● **Brief**:
Find the lines below in which the string "NotPending" occurs. Copy each one.

[Collected data]
- - - - -
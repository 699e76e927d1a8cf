use axum::response::IntoResponse;

// Plain banner for the root path; everything real lives under /v1.
pub async fn root() -> impl IntoResponse {
    concat!(env!("CARGO_PKG_NAME"), " ", env!("CARGO_PKG_VERSION"))
}
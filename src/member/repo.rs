//! Database access for registrations, resignations, and data requests.

use anyhow::{Context, Result};
use chrono::{Datelike, Utc};
use sqlx::{PgPool, Row};
use tracing::Instrument;
use uuid::Uuid;

use crate::api::handlers::auth::is_unique_violation;
use crate::member::membership_number;
use crate::member::models::{
    DataRequestType, MemberIdentity, MemberSnapshot, MembershipStatus, NewRegistration,
    Registration, VerificationStatus,
};

/// Outcome when inserting a new registration.
#[derive(Debug)]
pub enum RegistrationOutcome {
    Created(Uuid),
    /// Email or national ID already on the register (unique index hit).
    Conflict,
}

/// Outcome of an admin approval attempt.
#[derive(Debug)]
pub enum ApprovalOutcome {
    Approved { membership_number: String },
    NotPending,
}

const IDENTITY_COLUMNS: &str = "id, email, id_number, first_name, last_name";

fn identity_from_row(row: &sqlx::postgres::PgRow) -> MemberIdentity {
    MemberIdentity {
        id: row.get("id"),
        email: row.get("email"),
        id_number: row.get("id_number"),
        first_name: row.get("first_name"),
        last_name: row.get("last_name"),
    }
}

/// Look up a registration matching both the claimed email and national ID.
/// Both must match exactly; partial matches are treated as not registered.
pub async fn find_identity(
    pool: &PgPool,
    email: &str,
    id_number: &str,
) -> Result<Option<MemberIdentity>> {
    let query = format!(
        "SELECT {IDENTITY_COLUMNS} FROM registrations WHERE email = $1 AND id_number = $2"
    );
    let span = tracing::info_span!(
        "db.query",
        db.system = "postgresql",
        db.operation = "SELECT",
        db.statement = query.as_str()
    );
    let row = sqlx::query(&query)
        .bind(email)
        .bind(id_number)
        .fetch_optional(pool)
        .instrument(span)
        .await
        .context("failed to lookup registration by email and id number")?;

    Ok(row.as_ref().map(identity_from_row))
}

/// Look up a registration by email alone (resignation and data requests,
/// where identity was already proven through an OTP).
pub async fn find_identity_by_email(
    pool: &PgPool,
    email: &str,
) -> Result<Option<MemberIdentity>> {
    let query = format!("SELECT {IDENTITY_COLUMNS} FROM registrations WHERE email = $1");
    let span = tracing::info_span!(
        "db.query",
        db.system = "postgresql",
        db.operation = "SELECT",
        db.statement = query.as_str()
    );
    let row = sqlx::query(&query)
        .bind(email)
        .fetch_optional(pool)
        .instrument(span)
        .await
        .context("failed to lookup registration by email")?;

    Ok(row.as_ref().map(identity_from_row))
}

/// Insert a pending registration. Uniqueness of email and national ID is
/// enforced by the store's unique indexes, not re-checked here.
pub async fn insert_registration(
    pool: &PgPool,
    new: &NewRegistration,
) -> Result<RegistrationOutcome> {
    let query = r"
        INSERT INTO registrations
            (first_name, last_name, email, phone, id_number, date_of_birth, gender,
             county, constituency, ward, disability_status, special_interest_groups,
             privacy_consent, terms_consent)
        VALUES ($1, $2, $3, $4, $5, $6, $7, $8, $9, $10, $11, $12, $13, $14)
        RETURNING id
    ";
    let span = tracing::info_span!(
        "db.query",
        db.system = "postgresql",
        db.operation = "INSERT",
        db.statement = query
    );
    let row = sqlx::query(query)
        .bind(&new.first_name)
        .bind(&new.last_name)
        .bind(&new.email)
        .bind(&new.phone)
        .bind(&new.id_number)
        .bind(new.date_of_birth)
        .bind(&new.gender)
        .bind(&new.county)
        .bind(&new.constituency)
        .bind(&new.ward)
        .bind(&new.disability_status)
        .bind(&new.special_interest_groups)
        .bind(new.privacy_consent)
        .bind(new.terms_consent)
        .fetch_one(pool)
        .instrument(span)
        .await;

    match row {
        Ok(row) => Ok(RegistrationOutcome::Created(row.get("id"))),
        Err(err) if is_unique_violation(&err) => Ok(RegistrationOutcome::Conflict),
        Err(err) => Err(err).context("failed to insert registration"),
    }
}

/// Status fields for a `membership_check` verification response.
pub async fn snapshot_by_email(pool: &PgPool, email: &str) -> Result<Option<MemberSnapshot>> {
    let query = r"
        SELECT first_name, last_name, verification_status, membership_number
        FROM registrations
        WHERE email = $1
    ";
    let span = tracing::info_span!(
        "db.query",
        db.system = "postgresql",
        db.operation = "SELECT",
        db.statement = query
    );
    let row = sqlx::query(query)
        .bind(email)
        .fetch_optional(pool)
        .instrument(span)
        .await
        .context("failed to fetch member snapshot")?;

    row.map(|row| {
        let status: String = row.get("verification_status");
        Ok::<MemberSnapshot, sqlx::Error>(MemberSnapshot {
            first_name: row.get("first_name"),
            last_name: row.get("last_name"),
            verification_status: VerificationStatus::from_db(&status)?,
            membership_number: row.get("membership_number"),
        })
    })
    .transpose()
    .context("failed to decode member snapshot")
}

/// Invoke the `check_membership_status` database function. The member-check
/// page answers "does this ID exist / what is its status" through this RPC
/// without reading table rows directly.
pub async fn membership_status(pool: &PgPool, id_number: &str) -> Result<MembershipStatus> {
    let query = r"
        SELECT found, verification_status, membership_number, first_name
        FROM check_membership_status($1)
    ";
    let span = tracing::info_span!(
        "db.query",
        db.system = "postgresql",
        db.operation = "SELECT",
        db.statement = query
    );
    let row = sqlx::query(query)
        .bind(id_number)
        .fetch_one(pool)
        .instrument(span)
        .await
        .context("failed to call check_membership_status")?;

    Ok(MembershipStatus {
        found: row.get("found"),
        verification_status: row.get("verification_status"),
        membership_number: row.get("membership_number"),
        first_name: row.get("first_name"),
    })
}

/// Append an audit row recording a resignation. Written BEFORE the
/// registration row is deleted; see `service::resign` for the ordering
/// contract.
pub async fn insert_resignation_log(
    pool: &PgPool,
    email: &str,
    id_number: &str,
    full_name: &str,
    reason: Option<&str>,
) -> Result<()> {
    let query = r"
        INSERT INTO resignation_log (email, id_number, full_name, reason)
        VALUES ($1, $2, $3, $4)
    ";
    let span = tracing::info_span!(
        "db.query",
        db.system = "postgresql",
        db.operation = "INSERT",
        db.statement = query
    );
    sqlx::query(query)
        .bind(email)
        .bind(id_number)
        .bind(full_name)
        .bind(reason)
        .execute(pool)
        .instrument(span)
        .await
        .context("failed to insert resignation log")?;
    Ok(())
}

/// Delete a registration row. Returns `false` when no row matched.
pub async fn delete_registration(pool: &PgPool, id: Uuid) -> Result<bool> {
    let query = "DELETE FROM registrations WHERE id = $1";
    let span = tracing::info_span!(
        "db.query",
        db.system = "postgresql",
        db.operation = "DELETE",
        db.statement = query
    );
    let result = sqlx::query(query)
        .bind(id)
        .execute(pool)
        .instrument(span)
        .await
        .context("failed to delete registration")?;
    Ok(result.rows_affected() > 0)
}

/// Record a pending data-subject request. Status transitions after creation
/// are manual and administrative; nothing in this codebase updates them.
pub async fn insert_data_request(
    pool: &PgPool,
    email: &str,
    request_type: DataRequestType,
    reason: Option<&str>,
    details: Option<&str>,
) -> Result<Uuid> {
    let query = r"
        INSERT INTO data_requests (email, request_type, reason, details)
        VALUES ($1, $2, $3, $4)
        RETURNING id
    ";
    let span = tracing::info_span!(
        "db.query",
        db.system = "postgresql",
        db.operation = "INSERT",
        db.statement = query
    );
    let row = sqlx::query(query)
        .bind(email)
        .bind(request_type.as_str())
        .bind(reason)
        .bind(details)
        .fetch_one(pool)
        .instrument(span)
        .await
        .context("failed to insert data request")?;
    Ok(row.get("id"))
}

/// List registrations for the admin dashboard, newest first.
pub async fn list_registrations(
    pool: &PgPool,
    status: Option<VerificationStatus>,
    limit: i64,
    offset: i64,
) -> Result<Vec<Registration>> {
    let query = r"
        SELECT *
        FROM registrations
        WHERE ($1::text IS NULL OR verification_status = $1)
        ORDER BY created_at DESC
        LIMIT $2 OFFSET $3
    ";
    let span = tracing::info_span!(
        "db.query",
        db.system = "postgresql",
        db.operation = "SELECT",
        db.statement = query
    );
    sqlx::query_as::<_, Registration>(query)
        .bind(status.map(VerificationStatus::as_str))
        .bind(limit)
        .bind(offset)
        .fetch_all(pool)
        .instrument(span)
        .await
        .context("failed to list registrations")
}

/// All registrations in registration order, for the CSV export.
pub async fn export_registrations(pool: &PgPool) -> Result<Vec<Registration>> {
    let query = "SELECT * FROM registrations ORDER BY created_at ASC";
    let span = tracing::info_span!(
        "db.query",
        db.system = "postgresql",
        db.operation = "SELECT",
        db.statement = query
    );
    sqlx::query_as::<_, Registration>(query)
        .fetch_all(pool)
        .instrument(span)
        .await
        .context("failed to export registrations")
}

/// Fetch a registration by primary key.
pub async fn find_registration(pool: &PgPool, id: Uuid) -> Result<Option<Registration>> {
    let query = "SELECT * FROM registrations WHERE id = $1";
    let span = tracing::info_span!(
        "db.query",
        db.system = "postgresql",
        db.operation = "SELECT",
        db.statement = query
    );
    sqlx::query_as::<_, Registration>(query)
        .bind(id)
        .fetch_optional(pool)
        .instrument(span)
        .await
        .context("failed to fetch registration")
}

/// Approve a pending registration and allocate its membership number.
///
/// Allocation reads the highest number issued this year, increments it, and
/// writes the result in one transaction. The partial unique index on
/// `membership_number` turns a concurrent duplicate into a unique violation,
/// which is retried with a freshly-read maximum.
pub async fn approve_registration(pool: &PgPool, id: Uuid) -> Result<ApprovalOutcome> {
    let year = Utc::now().year();

    for _ in 0..3 {
        let mut tx = pool.begin().await.context("begin approval transaction")?;

        let query = r"
            SELECT membership_number
            FROM registrations
            WHERE membership_number LIKE $1
            ORDER BY membership_number DESC
            LIMIT 1
        ";
        let span = tracing::info_span!(
            "db.query",
            db.system = "postgresql",
            db.operation = "SELECT",
            db.statement = query
        );
        let row = sqlx::query(query)
            .bind(format!("{}%", membership_number::year_prefix(year)))
            .fetch_optional(&mut *tx)
            .instrument(span)
            .await
            .context("failed to read highest membership number")?;

        let highest: Option<String> = row.map(|row| row.get("membership_number"));
        let number = membership_number::next_number(highest.as_deref(), year);

        let query = r"
            UPDATE registrations
            SET verification_status = 'approved',
                membership_number = $2,
                rejection_reason = NULL,
                verified_at = NOW(),
                updated_at = NOW()
            WHERE id = $1
              AND verification_status = 'pending'
        ";
        let span = tracing::info_span!(
            "db.query",
            db.system = "postgresql",
            db.operation = "UPDATE",
            db.statement = query
        );
        let result = sqlx::query(query)
            .bind(id)
            .bind(&number)
            .execute(&mut *tx)
            .instrument(span)
            .await;

        match result {
            Ok(result) if result.rows_affected() == 0 => {
                let _ = tx.rollback().await;
                return Ok(ApprovalOutcome::NotPending);
            }
            Ok(_) => {
                tx.commit().await.context("commit approval transaction")?;
                return Ok(ApprovalOutcome::Approved {
                    membership_number: number,
                });
            }
            Err(err) if is_unique_violation(&err) => {
                // Another approval took this number; re-read and retry.
                let _ = tx.rollback().await;
            }
            Err(err) => return Err(err).context("failed to approve registration"),
        }
    }

    Err(anyhow::anyhow!(
        "failed to allocate a unique membership number"
    ))
}

/// Reject a pending registration with the stated reason.
/// Returns `false` when the registration was not pending.
pub async fn reject_registration(pool: &PgPool, id: Uuid, reason: &str) -> Result<bool> {
    let query = r"
        UPDATE registrations
        SET verification_status = 'rejected',
            rejection_reason = $2,
            verified_at = NOW(),
            updated_at = NOW()
        WHERE id = $1
          AND verification_status = 'pending'
    ";
    let span = tracing::info_span!(
        "db.query",
        db.system = "postgresql",
        db.operation = "UPDATE",
        db.statement = query
    );
    let result = sqlx::query(query)
        .bind(id)
        .bind(reason)
        .execute(pool)
        .instrument(span)
        .await
        .context("failed to reject registration")?;
    Ok(result.rows_affected() > 0)
}

#[cfg(test)]
mod tests {
    use super::{ApprovalOutcome, RegistrationOutcome};
    use uuid::Uuid;

    #[test]
    fn registration_outcome_debug_names() {
        let id = Uuid::nil();
        assert_eq!(
            format!("{:?}", RegistrationOutcome::Created(id)),
            format!("Created({id:?})")
        );
        assert_eq!(format!("{:?}", RegistrationOutcome::Conflict), "Conflict");
    }

    #[test]
    fn approval_outcome_debug_names() {
        assert_eq!(format!("{:?}", ApprovalOutcome::NotPending), "NotPending");
    }
}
- - - - -
● **Completed exercise**:
    NotPending,
                return Ok(ApprovalOutcome::NotPending);
        assert_eq!(format!("{:?}", ApprovalOutcome::NotPending), "NotPending");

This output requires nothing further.